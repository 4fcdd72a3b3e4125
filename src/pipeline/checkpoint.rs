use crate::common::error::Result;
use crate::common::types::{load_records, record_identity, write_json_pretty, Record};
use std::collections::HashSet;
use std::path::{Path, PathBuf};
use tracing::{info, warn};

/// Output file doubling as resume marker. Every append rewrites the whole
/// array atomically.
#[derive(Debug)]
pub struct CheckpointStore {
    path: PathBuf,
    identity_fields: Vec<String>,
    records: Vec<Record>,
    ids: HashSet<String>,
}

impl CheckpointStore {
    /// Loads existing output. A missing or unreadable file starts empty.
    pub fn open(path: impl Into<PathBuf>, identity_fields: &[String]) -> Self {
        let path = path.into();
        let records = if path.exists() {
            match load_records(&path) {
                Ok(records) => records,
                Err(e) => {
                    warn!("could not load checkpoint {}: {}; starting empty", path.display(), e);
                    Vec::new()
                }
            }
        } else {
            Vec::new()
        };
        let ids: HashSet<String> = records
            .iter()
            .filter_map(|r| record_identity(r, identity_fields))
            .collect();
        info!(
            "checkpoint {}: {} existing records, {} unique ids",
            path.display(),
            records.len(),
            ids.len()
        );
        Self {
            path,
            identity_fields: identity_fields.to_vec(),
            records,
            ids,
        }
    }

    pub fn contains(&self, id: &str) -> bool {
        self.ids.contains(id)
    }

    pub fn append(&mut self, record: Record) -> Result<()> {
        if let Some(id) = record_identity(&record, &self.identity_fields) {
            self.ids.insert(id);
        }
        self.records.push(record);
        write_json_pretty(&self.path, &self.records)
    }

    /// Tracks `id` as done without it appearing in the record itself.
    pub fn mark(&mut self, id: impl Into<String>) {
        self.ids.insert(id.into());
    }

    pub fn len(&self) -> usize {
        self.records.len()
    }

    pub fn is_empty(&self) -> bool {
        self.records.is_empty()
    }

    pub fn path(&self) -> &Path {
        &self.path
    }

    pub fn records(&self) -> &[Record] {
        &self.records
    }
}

**TASK DIRECTIONS:** Repeat the listing above word for word, with no line missing.

**EXERCISE SOLUTION:**
repository 4fcdd72a3b3e4125
filename src/pipeline/checkpoint.rs
use crate::common::error::Result;
use crate::common::types::{load_records, record_identity, write_json_pretty, Record};
use std::collections::HashSet;
use std::path::{Path, PathBuf};
use tracing::{info, warn};

/// Output file doubling as resume marker. Every append rewrites the whole
/// array atomically.
#[derive(Debug)]
pub struct CheckpointStore {
    path: PathBuf,
    identity_fields: Vec<String>,
    records: Vec<Record>,
    ids: HashSet<String>,
}

impl CheckpointStore {
    /// Loads existing output. A missing or unreadable file starts empty.
    pub fn open(path: impl Into<PathBuf>, identity_fields: &[String]) -> Self {
        let path = path.into();
        let records = if path.exists() {
            match load_records(&path) {
                Ok(records) => records,
                Err(e) => {
                    warn!("could not load checkpoint {}: {}; starting empty", path.display(), e);
                    Vec::new()
                }
            }
        } else {
            Vec::new()
        };
        let ids: HashSet<String> = records
            .iter()
            .filter_map(|r| record_identity(r, identity_fields))
            .collect();
        info!(
            "checkpoint {}: {} existing records, {} unique ids",
            path.display(),
            records.len(),
            ids.len()
        );
        Self {
            path,
            identity_fields: identity_fields.to_vec(),
            records,
            ids,
        }
    }

    pub fn contains(&self, id: &str) -> bool {
        self.ids.contains(id)
    }

    pub fn append(&mut self, record: Record) -> Result<()> {
        if let Some(id) = record_identity(&record, &self.identity_fields) {
            self.ids.insert(id);
        }
        self.records.push(record);
        write_json_pretty(&self.path, &self.records)
    }

    /// Tracks `id` as done without it appearing in the record itself.
    pub fn mark(&mut self, id: impl Into<String>) {
        self.ids.insert(id.into());
    }

    pub fn len(&self) -> usize {
        self.records.len()
    }

    pub fn is_empty(&self) -> bool {
        self.records.is_empty()
    }

    pub fn path(&self) -> &Path {
        &self.path
    }

    pub fn records(&self) -> &[Record] {
        &self.records
    }
}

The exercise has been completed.